The lowest 17 notes (CCC-Tenor E) of the Contre Viole are borrowed from the Pedal organ's Violon, and the bottom two octaves of the Bourdon are derived from the Pedal's Sub Bass. The Stopped Diapason 8' is a little louder than the Harmonic Flute 8' but the two stops have a shared bass octave. The harmonic flutes are a Lewis speciality; their tone having a liquid and slightly bubbly quality quite unlike other harmonic flutes then being made in the United Kingdom. They are warm and round, and may serve as solo voices or be combined with other stops. Indeed, an important part of the Lewis philosophy was that it should be possible to combine almost any stop with any other stop, without one having tonal or dynamic prominence over the other and with all stops adding to the timbre of the ensemble as a whole. To some extent, this seems to have been achieved by voicing each stop to speak at approximately the same volume as its neighbours, so that its tone-colour, rather than its volume, is what makes it audible when it is used in combination with those neighbouring stops.

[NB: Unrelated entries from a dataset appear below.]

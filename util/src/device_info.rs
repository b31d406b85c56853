//! Hardware and OS identity for device initialization and the devmod
//! service info module, read from DMI sysfs and os-release.

use std::fs;
use std::io::{self, BufRead};
use std::path::Path;

const OS_INFO_PATH: &str = "/etc/os-release";
const PRODUCT_NAME_PATH: &str = "/sys/devices/virtual/dmi/id/product_name";

const SERIAL_PATHS: &[&str] = &[
    "/sys/devices/virtual/dmi/id/product_serial",
    "/sys/devices/virtual/dmi/id/chassis_serial",
];

/// Reads the system serial number from DMI. Tries the product serial
/// first, then the chassis serial; fails if neither is populated.
pub fn get_serial() -> io::Result<String> {
    for serial_path in SERIAL_PATHS {
        match fs::read_to_string(serial_path) {
            Ok(serial) => {
                let serial = serial.trim();
                if !serial.is_empty() {
                    return Ok(serial.to_string());
                }
            }
            Err(e) if e.kind() == io::ErrorKind::PermissionDenied => {
                log::error!("opening {:?}: {}", serial_path, e);
            }
            Err(_) => continue,
        }
    }
    Err(io::Error::new(
        io::ErrorKind::NotFound,
        "error determining system serial number for device from dmi",
    ))
}

/// Reads the OS version (PRETTY_NAME from os-release).
pub fn get_os_version() -> io::Result<String> {
    let file = fs::File::open(OS_INFO_PATH)?;
    match parse_pretty_name(io::BufReader::new(file))? {
        Some(pretty_name) => Ok(pretty_name),
        None => Err(io::Error::new(
            io::ErrorKind::NotFound,
            format!("could not determine OS version from file {}", OS_INFO_PATH),
        )),
    }
}

fn parse_pretty_name<R: BufRead>(reader: R) -> io::Result<Option<String>> {
    for line in reader.lines() {
        let line = line?;
        if let Some(value) = line.strip_prefix("PRETTY_NAME=") {
            let value = value.trim();
            // Strip outer quotes if any.
            let value = if value.len() >= 2 && value.starts_with('"') && value.ends_with('"') {
                &value[1..value.len() - 1]
            } else {
                value
            };
            return Ok(Some(value.to_string()));
        }
    }
    Ok(None)
}

/// Reads the hardware product name from DMI.
pub fn get_device_name() -> io::Result<String> {
    let name = fs::read_to_string(PRODUCT_NAME_PATH)?;
    Ok(name.trim().to_string())
}

/// Reads the MAC address of a network interface; zeroed addresses are
/// rejected, they identify nothing.
pub fn get_mac(iface: &str) -> io::Result<String> {
    let path = format!("/sys/class/net/{}/address", iface);
    let mac = fs::read_to_string(Path::new(&path))?;
    let mac = mac.trim();
    if mac == "00:00:00:00:00:00" {
        return Err(io::Error::new(
            io::ErrorKind::InvalidData,
            format!("mac address for {} is zero", iface),
        ));
    }
    Ok(mac.to_string())
}

/// Device description fields sent in the devmod service info module
/// during TO2.
#[derive(Debug, Clone)]
pub struct DevmodInfo {
    pub os: String,
    pub arch: String,
    pub version: String,
    pub device: String,
    pub file_sep: String,
    pub bin: String,
}

impl DevmodInfo {
    /// Gathers devmod fields from the running system. Unreadable
    /// fields degrade to a fallback with a warning; they never fail
    /// onboarding.
    pub fn gather() -> Self {
        let version = get_os_version()
            .or_else(|_| sys_info::os_release())
            .unwrap_or_else(|e| {
                log::warn!("Could not determine OS version: {}, using \"unknown\"", e);
                "unknown".to_string()
            });
        let device = get_device_name()
            .or_else(|_| {
                sys_info::hostname().map_err(|e| io::Error::new(io::ErrorKind::Other, e))
            })
            .unwrap_or_else(|e| {
                log::warn!("Could not determine device name: {}, using \"unknown\"", e);
                "unknown".to_string()
            });
        DevmodInfo {
            os: std::env::consts::OS.to_string(),
            arch: std::env::consts::ARCH.to_string(),
            version,
            device,
            file_sep: ";".to_string(),
            bin: std::env::consts::ARCH.to_string(),
        }
    }
}

#[cfg(test)]
mod tests {
    use super::*;

    #[test]
    fn test_parse_pretty_name_quoted() {
        let content = "NAME=Fedora\nPRETTY_NAME=\"Fedora Linux 40 (Server Edition)\"\nID=fedora\n";
        let parsed = parse_pretty_name(content.as_bytes()).unwrap();
        assert_eq!(parsed.as_deref(), Some("Fedora Linux 40 (Server Edition)"));
    }

    #[test]
    fn test_parse_pretty_name_unquoted() {
        let content = "PRETTY_NAME=Debian\n";
        let parsed = parse_pretty_name(content.as_bytes()).unwrap();
        assert_eq!(parsed.as_deref(), Some("Debian"));
    }

    #[test]
    fn test_parse_pretty_name_missing() {
        let content = "NAME=Fedora\nID=fedora\n";
        assert!(parse_pretty_name(content.as_bytes()).unwrap().is_none());
    }

    #[test]
    fn test_gather_never_panics() {
        let devmod = DevmodInfo::gather();
        assert!(!devmod.os.is_empty());
        assert!(!devmod.arch.is_empty());
        assert_eq!(devmod.file_sep, ";");
    }
}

The Swell organ faces north and is primarily designed for accompanying the choir within the Chancel; and with a diapason chorus, strings, flutes and reeds, it is well equipped for the purpose. Its diapasons, though not equal to the Great organ's in volume, are also bright, especially the Geigen Principal; a favourite Lewis stop. The strings are also typically Lewis, being of French origin and having a very acidic tone that is noticeably different to the string stops generally in production in this country at that time. Another Lewis trait is having a Horn, rather than a Trumpet, as the primary unison chorus reed. Indeed, the Swell organ - although a little larger than the average Lewis Swell - has the greatest number of Lewis trademarks, both in terms of stop names and their voicing. The department also possesses the instrument's only 4' reed, the Clarion.

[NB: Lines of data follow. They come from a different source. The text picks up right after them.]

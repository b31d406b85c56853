pub mod device_info;
pub mod upload_access;

/// Initializes logging for the client binaries. `RUST_LOG` takes
/// precedence; otherwise the level is info, or debug with `--debug`.
pub fn init_logging(debug: bool) {
    let mut builder = pretty_env_logger::formatted_builder();
    if let Ok(filters) = std::env::var("RUST_LOG") {
        builder.parse_filters(&filters);
    } else if debug {
        builder.filter_level(log::LevelFilter::Debug);
    } else {
        builder.filter_level(log::LevelFilter::Info);
    }
    builder.init();
}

The Solo organ's harmonic flutes are similar to the Great's, both in timbre and in volume, but of course the solo box can be closed to make them quieter. The Vox Angelica and its celeste, the Unda Maris, are of dulciana-type construction, so their timbre is gentle and ethereal and there is no hint of the cutting tone found in the Swell celestes. The orchestral reeds are fine examples of their type and they all combine well with either of the harmonic flutes. The Clarinet has a slightly less woody tone than some stops of this name but the Orchestral Oboe, with its spray of upper harmonics, is very characteristic. The Cor Anglais provides a quaint double to either of these reeds and may itself function as a solo voice. Although the 16' Trombone may seem out of place on what is largely a woodwind division, it can serve a number of purposes. In addition to being a petite trumpet it can provide additional reed tone for the Great or Pedal, and it adds dignified weight to the Solo organ's Tuba Magna and/or Trompette Harmonique. The volume of these high-pressure reeds is about equal, although their tone is somewhat different. The Trompette is splashy and incisive without being thin or rasping, while the Tuba has a slightly rounder tone, though it is also reasonably bright. These two stops, when combined, produce a commanding voice of almost overwhelming grandeur. They are voiced on 12 inches of wind, whereas the remainder of the instrument's stops all speak on 3.5 inches.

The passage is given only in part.